WHAT IS NEEDED: From the records below, transcribe exactly the lines that begin at the line with "if let Err(err)" and end at the line with "use std::sync::Mutex;", both included.

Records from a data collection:
□ □ □ □ □
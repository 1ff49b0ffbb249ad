use std::sync::Arc;

use crate::api::model::RepeatMode;
use crate::api::{ApiError, PlaybackApi, PlayerCommand};

use super::poller::{lock, SharedSession};

/// Playback controls. Every command is a single best-effort request: an
/// unauthorized response refreshes the credential, anything else is logged
/// and dropped. Nothing is retried.
pub struct Controller<A> {
    api: Arc<A>,
    session: SharedSession,
}

impl<A: PlaybackApi> Controller<A> {
    pub fn new(api: Arc<A>, session: SharedSession) -> Self {
        Self { api, session }
    }

    pub fn skip(&self) {
        self.send(PlayerCommand::Skip);
    }

    pub fn previous(&self) {
        self.send(PlayerCommand::Previous);
    }

    pub fn pause(&self) {
        self.send(PlayerCommand::Pause);
    }

    pub fn resume(&self) {
        self.send(PlayerCommand::Resume);
    }

    pub fn set_shuffle(&self, on: bool) {
        lock(&self.session).set_shuffle(on);
        self.send(PlayerCommand::Shuffle(on));
    }

    /// Seed the published repeat mode from the player. An unauthorized read
    /// refreshes the credential and reads once more; `Ok(None)` means nothing
    /// is playing and the mode is left as it was.
    pub fn load_repeat(&self) -> Result<Option<RepeatMode>, ApiError> {
        let state = match self.api.playback_state() {
            Err(ApiError::Unauthorized) => {
                log::warn!("Player state unauthorized; refreshing access token");
                self.api.refresh_credential()?;
                self.api.playback_state()?
            }
            other => other?,
        };
        let Some(state) = state else {
            return Ok(None);
        };
        lock(&self.session).set_repeat(state.repeat_state);
        Ok(Some(state.repeat_state))
    }

    /// Advance repeat through off, context and track. The published mode
    /// changes before the request goes out.
    pub fn toggle_repeat(&self) -> RepeatMode {
        let next = {
            let mut session = lock(&self.session);
            let next = session.repeat().cycled();
            session.set_repeat(next);
            next
        };
        self.send(PlayerCommand::Repeat(next));
        next
    }

    fn send(&self, command: PlayerCommand) {
        match self.api.send_command(command) {
            Ok(()) => log::debug!("Sent {:?}", command),
            Err(ApiError::Unauthorized) => {
                log::warn!("{:?} unauthorized; refreshing access token", command);
                if let Err(err) = self.api.refresh_credential() {
                    log::warn!("Token refresh failed: {}", err);
                }
            }
            Err(err) => log::debug!("{:?} failed: {}", command, err),
        }
    }
}

#[cfg(test)]
mod tests {
    use super::*;
    use crate::sync::session::Session;
    use crate::sync::testing::{playing, Calls, ScriptedApi};
    use std::sync::Mutex;

    fn controller() -> (Controller<ScriptedApi>, Arc<ScriptedApi>, SharedSession) {
        let api = Arc::new(ScriptedApi::new());
        let session = Arc::new(Mutex::new(Session::new(10)));
        (
            Controller::new(Arc::clone(&api), Arc::clone(&session)),
            api,
            session,
        )
    }

    #[test]
    fn maps_commands_to_requests() {
        let (control, api, _) = controller();
        control.skip();
        control.previous();
        control.pause();
        control.resume();
        control.set_shuffle(true);
        assert_eq!(
            *api.calls.commands.lock().unwrap(),
            vec![
                PlayerCommand::Skip,
                PlayerCommand::Previous,
                PlayerCommand::Pause,
                PlayerCommand::Resume,
                PlayerCommand::Shuffle(true),
            ]
        );
    }

    #[test]
    fn repeat_cycles_and_publishes_optimistically() {
        let (control, api, session) = controller();
        assert_eq!(control.toggle_repeat(), RepeatMode::Context);
        assert_eq!(lock(&session).repeat(), RepeatMode::Context);
        assert_eq!(control.toggle_repeat(), RepeatMode::Track);
        assert_eq!(control.toggle_repeat(), RepeatMode::Off);
        assert_eq!(
            api.calls.commands.lock().unwrap().last(),
            Some(&PlayerCommand::Repeat(RepeatMode::Off))
        );
    }

    #[test]
    fn repeat_cycles_from_the_players_mode_after_refresh() {
        let (control, api, session) = controller();
        let mut state = playing("a", 0.0);
        state.repeat_state = RepeatMode::Track;
        api.script(Err(ApiError::Unauthorized));
        api.script(Ok(Some(state)));

        assert_eq!(control.load_repeat(), Ok(Some(RepeatMode::Track)));
        assert_eq!(Calls::get(&api.calls.refresh), 1);
        assert_eq!(Calls::get(&api.calls.player), 2);
        assert_eq!(lock(&session).repeat(), RepeatMode::Track);
        assert_eq!(control.toggle_repeat(), RepeatMode::Off);
    }

    #[test]
    fn load_repeat_fails_when_refresh_fails() {
        let (control, api, session) = controller();
        api.script(Err(ApiError::Unauthorized));
        *api.refresh.lock().unwrap() = Err(ApiError::Network("down".into()));

        assert_eq!(control.load_repeat(), Err(ApiError::Network("down".into())));
        assert_eq!(Calls::get(&api.calls.player), 1);
        assert_eq!(lock(&session).repeat(), RepeatMode::Off);
    }

    #[test]
    fn unauthorized_command_refreshes_without_retry() {
        let (control, api, _) = controller();
        *api.command.lock().unwrap() = Err(ApiError::Unauthorized);
        control.skip();
        assert_eq!(Calls::get(&api.calls.refresh), 1);
        assert_eq!(api.calls.commands.lock().unwrap().len(), 1);
    }

    #[test]
    fn other_failures_are_swallowed() {
        let (control, api, _) = controller();
        *api.command.lock().unwrap() = Err(ApiError::TransientService(503));
        control.pause();
        assert_eq!(Calls::get(&api.calls.refresh), 0);
    }
}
□ □ □ □ □
EXERCISE SOLUTION:
                if let Err(err) = self.api.refresh_credential() {
                    log::warn!("Token refresh failed: {}", err);
                }
            }
            Err(err) => log::debug!("{:?} failed: {}", command, err),
        }
    }
}

#[cfg(test)]
mod tests {
    use super::*;
    use crate::sync::session::Session;
    use crate::sync::testing::{playing, Calls, ScriptedApi};
    use std::sync::Mutex;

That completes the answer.